Few people have done a better job of chronicling Warren Buffett's illustrious career than Law Professor Lawrence Cunningham. Larry's forthcoming book Berkshire Beyond Buffett: The Enduring Value of Values tackles a critical question; namely, what happens after Warren goes to his eternal home. Cunningham argues that Berkshire Hathaway can not just survive but even thrive once Warren is off the scene:
In a comprehensive portrait of the distinct corporate culture that unites and sustains Berkshire's fifty direct subsidiaries, Lawrence A. Cunningham unearths the traits that assure the conglomerate's perpetual prosperity. Riveting stories recount each subsidiary's origins, triumphs, and journey to Berkshire and reveal the strategies managers use to generate economic value from intangible values, such as thrift, integrity, entrepreneurship, autonomy, and a sense of permanence.
I've read all of Larry's other Buffett books and have found each to be highly entertaining and informative. So I confidently recommend this one sight unseen.
Update: There is an interesting interview of Cunningham by Joan Heminway over at Business Law Prof Blawg. Highlight:
Q: Care to give us a thumbnail sketch of the book’s outline?
A: Sure. The opening chapters cover Berkshire’s origins and foundations, with surprises even for those most familiar with this terrain, including rich connections between Berkshire’s early acquisitions and the conglomerate today. While Berkshire appears vast, diverse, and sprawling, this synthesis of corporate culture shows instead a close-knit organization linked by discrete values.
The middle chapters, the heart of the book, take a series of deep dives into fifty Berkshire subsidiaries to illuminate each of the traits and how they give Berkshire its identity and destiny. I was delighted that, when circulating the manuscript for comment among Berkshire devotees, even the most avid readers found new facts, fresh insights, and a whole new way of thinking not only about Berkshire but about Buffett.

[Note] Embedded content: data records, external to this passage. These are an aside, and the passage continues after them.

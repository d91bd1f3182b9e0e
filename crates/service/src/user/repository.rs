use std::collections::BTreeMap;

use async_trait::async_trait;
use models::user::StoredUser;

use crate::errors::ServiceError;

/// Trait abstraction for user record storage.
/// Implementations can be file-backed, in-memory, or a transactional KV engine.
#[async_trait]
pub trait UserRepository: Send + Sync {
    /// Create or fully replace the record stored under `email`.
    async fn upsert(&self, email: String, user: StoredUser) -> Result<(), ServiceError>;
    async fn get(&self, email: &str) -> Result<Option<StoredUser>, ServiceError>;
    async fn list(&self) -> Result<BTreeMap<String, StoredUser>, ServiceError>;
    /// Returns whether a record existed.
    async fn remove(&self, email: &str) -> Result<bool, ServiceError>;
}
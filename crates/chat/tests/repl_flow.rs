use std::path::PathBuf;
use std::time::Duration;

use async_trait::async_trait;
use chat::{repl, ChatError, ChatModel, UserApiClient};
use configs::StorageConfig;
use tokio::net::TcpListener;
use uuid::Uuid;

struct Api {
    client: UserApiClient,
    data_file: PathBuf,
}

impl Drop for Api {
    fn drop(&mut self) {
        let _ = std::fs::remove_file(&self.data_file);
    }
}

async fn start_api() -> anyhow::Result<Api> {
    let data_file = std::env::temp_dir().join(format!("chat-e2e-{}/users_data.json", Uuid::new_v4()));
    let app = server::startup::build_app(&StorageConfig { users_file: data_file.clone() }).await?;
    let listener = TcpListener::bind((std::net::Ipv4Addr::LOCALHOST, 0)).await?;
    let addr = listener.local_addr()?;
    tokio::spawn(async move {
        let _ = axum::serve(listener, app).await;
    });
    let client = UserApiClient::new(&format!("http://{}", addr), Duration::from_secs(5))?;
    Ok(Api { client, data_file })
}

/// Echoes prompts back, or fails when asked to.
struct EchoModel;

#[async_trait]
impl ChatModel for EchoModel {
    async fn reply(&self, prompt: &str) -> Result<String, ChatError> {
        if prompt == "fail" {
            return Err(ChatError::EmptyResponse);
        }
        Ok(format!("echo: {prompt}"))
    }
}

async fn session(api: &Api, script: &str) -> anyhow::Result<String> {
    let mut out = Vec::new();
    repl::run(script.as_bytes(), &mut out, &api.client, &EchoModel).await?;
    Ok(String::from_utf8(out)?)
}

#[tokio::test]
async fn user_commands_render_api_replies() -> anyhow::Result<()> {
    let api = start_api().await?;

    assert_eq!(api.client.list_users().await, "No users found in the database");
    assert_eq!(
        api.client.save_user("a@x.com", "Alice", Some("+1"), None).await,
        "User saved successfully: Alice (a@x.com)"
    );
    assert_eq!(
        api.client.get_user("a@x.com").await,
        "User Found:\n   Name: Alice\n   Email: a@x.com\n   Phone: +1\n   Address: N/A"
    );
    api.client.save_user("b@x.com", "Bob", None, None).await;
    assert_eq!(api.client.list_users().await, "Found 2 users:\n   Alice (a@x.com)\n   Bob (b@x.com)");
    assert_eq!(api.client.delete_user("a@x.com").await, "User a@x.com deleted successfully");
    assert_eq!(api.client.delete_user("a@x.com").await, "User with email 'a@x.com' not found");
    assert_eq!(api.client.get_user("nobody@x.com").await, "User with email 'nobody@x.com' not found");
    Ok(())
}

#[tokio::test]
async fn api_validation_errors_are_shown() -> anyhow::Result<()> {
    let api = start_api().await?;
    let reply = api.client.save_user("a@x.com", " ", None, None).await;
    assert!(reply.starts_with("Error saving user: "), "{reply}");
    assert!(reply.contains("name required"), "{reply}");
    Ok(())
}

#[tokio::test]
async fn unreachable_api_is_reported_as_error_text() -> anyhow::Result<()> {
    // bind then drop to get a closed port
    let listener = TcpListener::bind((std::net::Ipv4Addr::LOCALHOST, 0)).await?;
    let addr = listener.local_addr()?;
    drop(listener);

    let client = UserApiClient::new(&format!("http://{}", addr), Duration::from_secs(2))?;
    assert!(client.list_users().await.starts_with("Error: "));
    Ok(())
}

#[tokio::test]
async fn repl_session_transcript() -> anyhow::Result<()> {
    let api = start_api().await?;
    let script = "save user a@x.com, Alice\nget user\n\nshow users\nhow are you?\nfail\nquit\nshow users\n";
    let out = session(&api, script).await?;

    assert!(out.starts_with("Welcome to the Smart Chat Assistant!"));
    assert!(out.contains("Assistant: User saved successfully: Alice (a@x.com)\n"));
    assert!(out.contains("Assistant: Please provide an email. Use: get user email@example.com\n"));
    assert!(out.contains("Assistant: Found 1 users:\n   Alice (a@x.com)\n"));
    assert!(out.contains("Assistant: Thinking...\nAssistant: echo: how are you?\n"));
    assert!(out.contains("Assistant: Error communicating with Gemini: model returned no text\n"));
    assert!(out.ends_with("Goodbye!\n"));
    // nothing after quit is processed
    assert_eq!(out.matches("Found 1 users").count(), 1);
    Ok(())
}

#[tokio::test]
async fn repl_stops_at_end_of_input() -> anyhow::Result<()> {
    let api = start_api().await?;
    let out = session(&api, "show users").await?;
    assert!(out.contains("Assistant: No users found in the database\n"));
    assert!(out.ends_with("You: \nGoodbye!\n"));
    Ok(())
}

The closing chapters reflect on what Berkshire’s corporate culture means for Buffett’s legacy. They explore the elaborate succession plan at Berkshire, which most people misunderstand, and identify challenges Berkshire will face. I also draw specific lessons for investors, managers, and entrepreneurs who can benefit from Berkshire’s distinctive approach—lessons that business lawyers and policymakers will want to learn as well.